Merah. Mendominasi di setiap sudut klenteng di petak Sembilan, Kota. Merah, salah satu warna favorit saya. Full of energy. Semarak. Bersemangat. Hari ini, saya melihat langsung dan ikut menjadi bagian perayaan Imlek di dalamnya. Saya sampai di klenteng sore hari, sekitar pukul 15:40. Suasana sudah mulai ramai, banyak yang sudah mulai ibadah, banyak yang juga sudah stand bye dengan camera-camera terbaiknya untuk hunting foto dan banyak juga para pengemis memadati di halaman klenteng. Semua berbaur, datang ke klenteng dengan tujuan masing-masing.

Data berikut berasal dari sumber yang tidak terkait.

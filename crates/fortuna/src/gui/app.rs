use crate::config;
use crate::events::AppEvent;
use crate::gui::theme::{self, ThemeColors};
use crate::gui::wheel::{self, FrameOutcome, Landing, ReloadOutcome, Session};
use gtk::prelude::*;
use gtk4 as gtk;
use relm4::prelude::*;
use std::cell::RefCell;
use std::rc::Rc;

pub const DEFAULT_WINDOW_SIZE: i32 = 560;

pub struct AppModel {
    pub session: Rc<RefCell<Session>>,
    pub root: gtk::ApplicationWindow,
    pub drawing_area: gtk::DrawingArea,
}

#[derive(Debug)]
pub enum AppMsg {
    GestureBegin,
    GestureRelease,
    Settled(Landing),
    Unmapped,
    Recover,
    Close,
    ConfigReload,
}

impl From<AppEvent> for AppMsg {
    fn from(event: AppEvent) -> Self {
        match event {
            AppEvent::ConfigReload => AppMsg::ConfigReload,
        }
    }
}

#[relm4::component(pub)]
impl SimpleComponent for AppModel {
    type Init = (Session, async_channel::Receiver<AppEvent>);
    type Input = AppMsg;
    type Output = ();

    view! {
        #[root]
        #[name = "window"]
        gtk::ApplicationWindow {
            set_title: Some("Fortuna"),
            set_default_size: (DEFAULT_WINDOW_SIZE, DEFAULT_WINDOW_SIZE),
            add_css_class: "fortuna-window",

            add_controller = gtk::EventControllerKey {
                connect_key_pressed[sender] => move |_, key, _, _| {
                    if key == gtk::gdk::Key::Escape {
                        sender.input(AppMsg::Close);
                        return glib::Propagation::Stop;
                    }
                    if key == gtk::gdk::Key::r || key == gtk::gdk::Key::R {
                        sender.input(AppMsg::Recover);
                        return glib::Propagation::Stop;
                    }
                    glib::Propagation::Proceed
                }
            },

            #[name = "drawing_area"]
            gtk::DrawingArea {
                set_hexpand: true,
                set_vexpand: true,
                add_css_class: "fortuna-drawing-area",

                add_controller = gtk::GestureDrag {
                    connect_drag_begin[sender] => move |_, _, _| {
                        sender.input(AppMsg::GestureBegin);
                    },
                    connect_drag_end[sender] => move |_, _, _| {
                        sender.input(AppMsg::GestureRelease);
                    },
                },

                connect_unmap[sender] => move |_| {
                    sender.input(AppMsg::Unmapped);
                },
            }
        }
    }

    fn init(
        init: Self::Init,
        root: Self::Root,
        sender: ComponentSender<Self>,
    ) -> ComponentParts<Self> {
        let (session, rx) = init;

        theme::load_css();

        let model = AppModel {
            session: Rc::new(RefCell::new(session)),
            root: root.clone(),
            drawing_area: gtk::DrawingArea::default(),
        };

        let widgets = view_output!();

        let mut model = model;
        model.drawing_area = widgets.drawing_area.clone();

        let session_draw = model.session.clone();
        widgets
            .drawing_area
            .set_draw_func(move |drawing_area, cr, width, height| {
                let style_context = drawing_area.style_context();
                let colors = ThemeColors::from_context(&style_context);
                let session = session_draw.borrow();
                if let Err(e) = wheel::draw(
                    cr,
                    &session.wheel().view(),
                    &colors,
                    f64::from(width),
                    f64::from(height),
                ) {
                    log::error!("Drawing error: {}", e);
                }
            });

        let sender_clone = sender.clone();
        relm4::spawn(async move {
            while let Ok(event) = rx.recv().await {
                sender_clone.input(AppMsg::from(event));
            }
        });

        ComponentParts { model, widgets }
    }

    fn update(&mut self, msg: Self::Input, sender: ComponentSender<Self>) {
        match msg {
            AppMsg::GestureBegin => {
                self.session.borrow_mut().begin();
            }
            AppMsg::GestureRelease => {
                if self.session.borrow_mut().release() {
                    self.start_ticking(sender);
                }
            }
            AppMsg::Settled(landing) => {
                self.root
                    .set_title(Some(&format!("Fortuna: {}", landing.label)));
            }
            AppMsg::Unmapped => {
                if self.session.borrow_mut().abort() {
                    log::warn!("Spin interrupted; press R or edit the config to reset the wheel");
                }
            }
            AppMsg::Recover => match self.session.borrow_mut().recover() {
                Ok(true) => {
                    self.root.set_title(Some("Fortuna"));
                    self.drawing_area.queue_draw();
                }
                Ok(false) => {}
                Err(e) => log::error!("Failed to re-create wheel: {}", e),
            },
            AppMsg::Close => self.root.close(),
            AppMsg::ConfigReload => match config::load_config() {
                Ok(new_config) => match self.session.borrow_mut().reload(new_config) {
                    Ok(ReloadOutcome::Unchanged) => {}
                    Ok(ReloadOutcome::Deferred) => {
                        log::info!("Configuration reload deferred until the wheel settles")
                    }
                    Ok(outcome) => {
                        self.drawing_area.queue_draw();
                        log::info!("Configuration reloaded ({:?})", outcome);
                    }
                    Err(e) => log::error!("Failed to apply config: {}", e),
                },
                Err(e) => log::error!("Failed to reload config: {}", e),
            },
        }
    }
}

impl AppModel {
    /// Drives the running spin from the frame clock until it settles.
    fn start_ticking(&self, sender: ComponentSender<Self>) {
        let session = self.session.clone();
        self.drawing_area.add_tick_callback(move |area, clock| {
            let outcome = session.borrow_mut().advance(clock.frame_time());
            area.queue_draw();
            match outcome {
                FrameOutcome::Running => glib::ControlFlow::Continue,
                FrameOutcome::Settled(landing) => {
                    sender.input(AppMsg::Settled(landing));
                    glib::ControlFlow::Break
                }
                FrameOutcome::Idle => glib::ControlFlow::Break,
            }
        });
    }
}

Kerudung yang saya gunakan, bukan suatu masalah untuk mereka. Mereka hilir mudik dari satu dewa ke dewa yang lain, sembahyang dengan membawa dupa, berdoa untuk diri serta keluarga mereka. Tidak sedikit pengunjung seperti saya yang juga datang, masuk, hilir mudik, mengamati, mengambil gambar. Dan tidak ada satupun dari mereka yang beribadah, merasa terganggu dengan kedatangan kami. Semua berbaur. Sama halnya dengan asap dari lilin dan dupa yang semakin sore semakin tebal yang membauri semua ruangan ibadah. Absurb.
Unik. Saya pun berterima kasih kepada Gus Dur, presiden RI ke empat, yang terkenal nyentrik, nyeleneh dan demokratis. Sejak beliau menjadi Presiden lah, budaya dan agama berkembang, tak terkecuali untuk masyarakat Tionghoa. Imlek, menjadi lebih membumi dan semarak.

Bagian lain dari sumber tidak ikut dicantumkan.